More and more of these books started creeping onto the horror shelves. I wandered into another Otherworld, this time Yasmine Galenorn’s, where I met the three half-human, half-Fae D'Artigo sisters.
Then I met and fell hard for Rachel Morgan. I remember being bought the first book in Kim Harrison’s The Hollows series, being struck by the bright yellow cover, but being convinced this book wasn’t for me after just the first page. But a chapter in? I was addicted. Rachel, the protagonist of the series, and her friends vampire Ivy and pixy Jenks, became my family. I devoured every novel, novella, short story and graphic novel until the series ended in 2014. When Kim Harrison returned to the world of The Hollows last year it really felt like having my family back.
I went on to meet Laurell K. Hamilton’s Anita Blake, Rachel Vincent’s Faythe Sanders, Patricia Briggs’ Mercy Thompson, Carrie Vaughn’s Kitty Norville, Rachel Caine’s Joanne Baldwin.
Then in 2016, after I’d completed my Master’s in the Gothic, I started thinking about a PhD. I started thinking about researching urban fantasy. And from the very first, the heroine became central to my research. The strong female protagonist had first lured me into the genre and to me she seemed integral to urban fantasy.
One of the first books I read when starting my research was Joseph Crawford’s The Twilight of the Gothic?: Vampire Fiction and the Rise of the Paranormal Romance 1991-2012 (2014), and he wrote that all urban fantasy heroines are so alike that they ‘swiftly start to blur together’ (p.147).

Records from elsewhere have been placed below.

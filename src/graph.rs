//! Weighted undirected graphs for Prim's algorithm
//!
//! [`Graph`] is an adjacency-list graph that stores every undirected edge in
//! both endpoints' lists. It can be built edge by edge, parsed from the plain
//! text edge-list format, or generated at random for benchmarking.
//!
//! # Text format
//!
//! ```text
//! <num_vertices> <num_edges>
//! <v1> <v2> <cost>      (num_edges times)
//! ```
//!
//! Tokens are whitespace separated and may span lines; vertices are numbered
//! from `0`.

use crate::traits::Adjacency;
use rand::Rng;
use rustc_hash::FxHashSet;
use std::collections::VecDeque;
use std::fs::File;
use std::io::{self, BufRead, BufReader};
use std::path::Path;
use thiserror::Error;
use tracing::{debug, info, warn};

/// Vertex identifier, an index in `0..num_vertices`
pub type VertexId = usize;

/// Edge weight; positive and strictly below `Cost::MAX`
pub type Cost = u64;

/// Costs of randomly generated edges are drawn from `1..=MAX_RANDOM_COST`.
pub const MAX_RANDOM_COST: Cost = 1000;

/// Graphs [`Graph::random_connected`] generates before giving up
pub const MAX_CONNECT_ATTEMPTS: usize = 100;

/// A directed half of an undirected edge, as listed under `source`
#[derive(Debug, Clone, Copy, PartialEq, Eq, Hash)]
pub struct Edge {
    pub source: VertexId,
    pub dest: VertexId,
    pub cost: Cost,
}

/// Errors raised while building, parsing or generating a graph
#[derive(Debug, Error)]
pub enum GraphError {
    #[error("failed to read graph: {0}")]
    Io(#[from] io::Error),
    #[error("line {line}: {reason}")]
    Parse { line: usize, reason: String },
    #[error("vertex {vertex} is out of range for a graph with {num_vertices} vertices")]
    InvalidVertex {
        vertex: VertexId,
        num_vertices: usize,
    },
    #[error("edge cost {0} is out of range (must be positive and below {max})", max = Cost::MAX)]
    InvalidCost(Cost),
    #[error("density {0} is out of range (must be in (0, 100])")]
    InvalidDensity(f64),
    #[error("density too low: {edges} edges cannot connect {num_vertices} vertices")]
    DensityTooLow { edges: usize, num_vertices: usize },
    #[error("no connected graph with {edges} edges on {num_vertices} vertices after {attempts} attempts")]
    NotConnected {
        edges: usize,
        num_vertices: usize,
        attempts: usize,
    },
}

/// Adjacency-list graph
#[derive(Debug, Clone, Default)]
pub struct Graph {
    adjacency: Vec<Vec<Edge>>,
    num_edges: usize,
}

impl Graph {
    /// Creates a graph with `num_vertices` vertices and no edges.
    pub fn new(num_vertices: usize) -> Self {
        Graph {
            adjacency: vec![Vec::new(); num_vertices],
            num_edges: 0,
        }
    }

    /// Builds a graph from `(u, v, cost)` triples.
    pub fn from_edges<I>(num_vertices: usize, edges: I) -> Result<Self, GraphError>
    where
        I: IntoIterator<Item = (VertexId, VertexId, Cost)>,
    {
        let mut graph = Graph::new(num_vertices);
        for (u, v, cost) in edges {
            graph.add_edge(u, v, cost)?;
        }
        Ok(graph)
    }

    /// Adds the undirected edge `{u, v}`.
    ///
    /// Parallel edges are kept; Prim's algorithm simply never picks the more
    /// expensive copy.
    pub fn add_edge(&mut self, u: VertexId, v: VertexId, cost: Cost) -> Result<(), GraphError> {
        let num_vertices = self.num_vertices();
        for vertex in [u, v] {
            if vertex >= num_vertices {
                return Err(GraphError::InvalidVertex {
                    vertex,
                    num_vertices,
                });
            }
        }
        if cost == 0 || cost == Cost::MAX {
            return Err(GraphError::InvalidCost(cost));
        }

        self.adjacency[u].push(Edge {
            source: u,
            dest: v,
            cost,
        });
        self.adjacency[v].push(Edge {
            source: v,
            dest: u,
            cost,
        });
        self.num_edges += 1;
        Ok(())
    }

    pub fn num_vertices(&self) -> usize {
        self.adjacency.len()
    }

    /// Number of undirected edges.
    pub fn num_edges(&self) -> usize {
        self.num_edges
    }

    pub fn neighbors(&self, vertex: VertexId) -> &[Edge] {
        &self.adjacency[vertex]
    }

    pub fn has_edge(&self, u: VertexId, v: VertexId) -> bool {
        self.adjacency
            .get(u)
            .is_some_and(|edges| edges.iter().any(|e| e.dest == v))
    }

    /// Returns true if every vertex is reachable from vertex 0.
    ///
    /// The empty graph counts as connected.
    pub fn is_connected(&self) -> bool {
        let n = self.num_vertices();
        if n == 0 {
            return true;
        }
        if self.num_edges + 1 < n {
            return false;
        }

        let mut seen = vec![false; n];
        let mut queue = VecDeque::from([0]);
        seen[0] = true;
        let mut reached = 1;

        while let Some(vertex) = queue.pop_front() {
            for edge in &self.adjacency[vertex] {
                if !seen[edge.dest] {
                    seen[edge.dest] = true;
                    reached += 1;
                    queue.push_back(edge.dest);
                }
            }
        }

        reached == n
    }

    /// Parses the text edge-list format.
    pub fn parse(input: &str) -> Result<Self, GraphError> {
        Self::from_reader(input.as_bytes())
    }

    /// Reads the text edge-list format from a file.
    pub fn from_file<P: AsRef<Path>>(path: P) -> Result<Self, GraphError> {
        let file = File::open(path)?;
        Self::from_reader(BufReader::new(file))
    }

    /// Reads the text edge-list format.
    pub fn from_reader<R: BufRead>(reader: R) -> Result<Self, GraphError> {
        let mut tokens = Tokens::new(reader);

        let num_vertices: usize = tokens.next_value("vertex count")?;
        let num_edges: usize = tokens.next_value("edge count")?;
        let mut graph = Graph::new(num_vertices);

        for _ in 0..num_edges {
            let u: VertexId = tokens.next_value("source vertex")?;
            let v: VertexId = tokens.next_value("destination vertex")?;
            let cost: Cost = tokens.next_value("edge cost")?;
            let line = tokens.line;
            graph.add_edge(u, v, cost).map_err(|err| GraphError::Parse {
                line,
                reason: err.to_string(),
            })?;
        }

        debug!(num_vertices, num_edges, "parsed graph");
        Ok(graph)
    }

    /// Generates a random graph with `density_percent` of all possible edges.
    ///
    /// The edge count is `ceil(density * n * (n - 1) / 200)`; edges are
    /// distinct, loop-free, and cost `1..=MAX_RANDOM_COST`. The result is not
    /// necessarily connected; see [`Graph::random_connected`].
    pub fn random<R: Rng>(
        num_vertices: usize,
        density_percent: f64,
        rng: &mut R,
    ) -> Result<Self, GraphError> {
        if !(density_percent > 0.0 && density_percent <= 100.0) {
            return Err(GraphError::InvalidDensity(density_percent));
        }

        let n = num_vertices;
        let max_edges = n * n.saturating_sub(1) / 2;
        let target = ((density_percent * n as f64 * n.saturating_sub(1) as f64) / 200.0).ceil() as usize;
        let target = target.min(max_edges);
        if target + 1 < n {
            return Err(GraphError::DensityTooLow {
                edges: target,
                num_vertices: n,
            });
        }

        let mut graph = Graph::new(n);
        let mut present: FxHashSet<(VertexId, VertexId)> = FxHashSet::default();
        present.reserve(target);

        while graph.num_edges < target {
            let u = rng.gen_range(0..n);
            let v = rng.gen_range(0..n);
            if u == v || !present.insert((u.min(v), u.max(v))) {
                continue;
            }
            let cost = rng.gen_range(1..=MAX_RANDOM_COST);
            graph.add_edge(u, v, cost)?;
        }

        Ok(graph)
    }

    /// Generates random graphs until one is connected.
    ///
    /// # Errors
    /// [`GraphError::NotConnected`] if none of [`MAX_CONNECT_ATTEMPTS`]
    /// graphs is connected, which is the usual outcome when the edge count
    /// is close to `n - 1`.
    pub fn random_connected<R: Rng>(
        num_vertices: usize,
        density_percent: f64,
        rng: &mut R,
    ) -> Result<Self, GraphError> {
        let mut edges = 0;
        for attempts in 1..=MAX_CONNECT_ATTEMPTS {
            let graph = Self::random(num_vertices, density_percent, rng)?;
            if graph.is_connected() {
                debug!(num_vertices, edges = graph.num_edges, attempts, "generated connected graph");
                return Ok(graph);
            }
            info!(attempts, "random graph is disconnected, regenerating");
            edges = graph.num_edges;
        }

        warn!(
            num_vertices,
            edges,
            attempts = MAX_CONNECT_ATTEMPTS,
            "giving up on a connected random graph"
        );
        Err(GraphError::NotConnected {
            edges,
            num_vertices,
            attempts: MAX_CONNECT_ATTEMPTS,
        })
    }
}

impl Adjacency for Graph {
    fn num_vertices(&self) -> usize {
        Graph::num_vertices(self)
    }

    fn neighbors(&self, vertex: VertexId) -> &[Edge] {
        Graph::neighbors(self, vertex)
    }
}

/// Whitespace tokenizer that remembers the line of the last token
struct Tokens<R> {
    reader: R,
    pending: VecDeque<String>,
    line: usize,
}

impl<R: BufRead> Tokens<R> {
    fn new(reader: R) -> Self {
        Tokens {
            reader,
            pending: VecDeque::new(),
            line: 0,
        }
    }

    fn next_token(&mut self) -> Result<Option<String>, GraphError> {
        while self.pending.is_empty() {
            let mut buf = String::new();
            if self.reader.read_line(&mut buf)? == 0 {
                return Ok(None);
            }
            self.line += 1;
            self.pending
                .extend(buf.split_whitespace().map(str::to_owned));
        }
        Ok(self.pending.pop_front())
    }

    fn next_value<V: std::str::FromStr>(&mut self, what: &str) -> Result<V, GraphError> {
        match self.next_token()? {
            Some(token) => token.parse().map_err(|_| GraphError::Parse {
                line: self.line,
                reason: format!("invalid {what} {token:?}"),
            }),
            None => Err(GraphError::Parse {
                line: self.line,
                reason: format!("unexpected end of input, expected {what}"),
            }),
        }
    }
}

He argues that the urban fantasy heroine is always a ‘tough, assertive, sexually attractive, capable’ young woman with supernatural powers, often hiding her ‘inner vulnerability beneath a veneer of hardness and cynicism’, and that she is a skilled fighter with an ‘ever-escalating body count’ to her name. She will inhabit an ‘urban fantasy world’ that features ‘vampires, werewolves, shape-changers and magicians’. She will work as a detective, bounty hunter or covert government operative, and become ‘regularly entangled in violence and mysteries in the line of duty’. She will have ‘one or more supernatural love interests’, and ‘explicit sex scenes generally follow sooner rather than later’ (p.147).
Now this sounded just like the urban fantasy heroine I knew and loved. But are they all so alike?

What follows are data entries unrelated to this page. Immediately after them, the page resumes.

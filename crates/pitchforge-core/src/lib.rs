//! Pitchforge Core - The text engine behind AI-generated investor pitch decks
//!
//! Pitchforge Core turns a structured startup description into the prose of a
//! ten-section pitch deck. It owns the canonical section list, the prompt
//! templates, the deck state, and the orchestration loop that drives a remote
//! generation provider one section at a time.
//!
//! # Architecture
//!
//! ```text
//! ┌────────────────┐     ┌────────────────┐     ┌─────────────────┐
//! │ StartupContext │ ──▶ │ Prompt Builder │ ──▶ │  TextGenerator  │
//! │  (form fields) │     │  (per section) │     │ (Gemini client) │
//! └────────────────┘     └────────────────┘     └────────┬────────┘
//!                                                        │
//!                        ┌────────────────┐              │
//!                        │  Orchestrator  │ ◀────────────┘
//!                        │ (10 sections,  │
//!                        │  in order)     │
//!                        └───────┬────────┘
//!                                │
//!                        ┌───────▼────────┐
//!                        │      Deck      │  ──▶  pitchforge-pptx
//!                        │ (section→text) │       (slide rendering)
//!                        └────────────────┘
//! ```
//!
//! # Quick Start
//!
//! ```
//! use pitchforge_core::{build_prompt, Section, StartupContext};
//!
//! let context = StartupContext {
//!     startup_name: "NovaHealth".into(),
//!     problem: "Clinics lose hours every day to manual scheduling".into(),
//!     solution: "An assistant that fills schedule gaps automatically".into(),
//!     industry: "Healthcare".into(),
//!     ..StartupContext::default()
//! };
//!
//! let prompt = build_prompt(Section::Problem, &context);
//! assert!(prompt.contains("NovaHealth"));
//! assert!(prompt.contains("problem section"));
//! ```
//!
//! # Design Principles
//!
//! 1. **One section table**: wire name, slide title and body format live in a
//!    single place; every loop and lookup derives from it
//! 2. **Validation before spend**: a context that cannot produce a full deck
//!    is rejected before the first provider call
//! 3. **Partial failure over no deck**: a section that fails to generate gets
//!    a placeholder and is reported; the remaining sections still run
//! 4. **Caller-owned state**: decks are plain values, regeneration replaces
//!    one key; there is no session store in this crate

#![deny(unsafe_code)]
#![warn(
    missing_docs,
    rust_2018_idioms,
    missing_debug_implementations,
    clippy::all
)]

pub mod context;
pub mod deck;
pub mod error;
pub mod orchestrator;
pub mod prompt;
pub mod providers;
pub mod section;

// Re-export commonly used types for convenience
pub use context::{StartupContext, DEFAULT_TAGLINE, REQUIRED_FIELDS};
pub use deck::{Deck, GenerationReport};
pub use error::{DeckError, Result};
pub use orchestrator::{failure_placeholder, generate_full_deck, generate_section};
pub use prompt::build_prompt;
pub use providers::gemini::{API_KEY_ENV, DEFAULT_MODEL};
pub use providers::{GeminiClient, TextGenerator};
pub use section::{BodyFormat, Section};

/// Library version
pub const VERSION: &str = env!("CARGO_PKG_VERSION");

/// Library name
pub const NAME: &str = env!("CARGO_PKG_NAME");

I can’t agree. For me, each heroine offers something unique. Her supernatural skill, her world and work, her friends and lovers – each offer something different to the story of the heroine. Rather than seeing these similar features as limitations or shortcomings, I believe that these are the traits that truly define the genre.

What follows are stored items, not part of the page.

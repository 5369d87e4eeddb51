//! Text generation providers.
//!
//! The orchestrator talks to a [`TextGenerator`]; the production
//! implementation is the Gemini client, and tests substitute deterministic
//! stubs behind the same trait.

pub mod gemini;

pub use gemini::GeminiClient;

use async_trait::async_trait;

use crate::error::Result;

/// A remote (or stubbed) text generation service.
#[async_trait]
pub trait TextGenerator: Send + Sync {
    /// Provider name, used in logs.
    fn name(&self) -> &str;

    /// Produce completion text for one prompt.
    async fn complete(&self, prompt: &str) -> Result<String>;
}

However, as well as being considered too alike, the urban fantasy heroine also finds herself criticized for two of her main characteristics – her outer strength and her inner vulnerability. She is at once too masculine, too tough, too violent, yet also weak, submissive and insecure. Some urban fantasy heroines of course fit this stereotype, but I would argue that the best work to subvert it. These offer us heroines who refuse to accept the status quo. She uses her strength and refuses to submit. Gender inequality and sexism, racism and classism are all topics that the best urban fantasy will confront, with the heroine disrupting and challenging the prejudice and hatred present in her world. Her strength and skill allow her to do this, and her inner vulnerability, which is often caused by the prejudice she herself has received, allows her to relate to these injustices.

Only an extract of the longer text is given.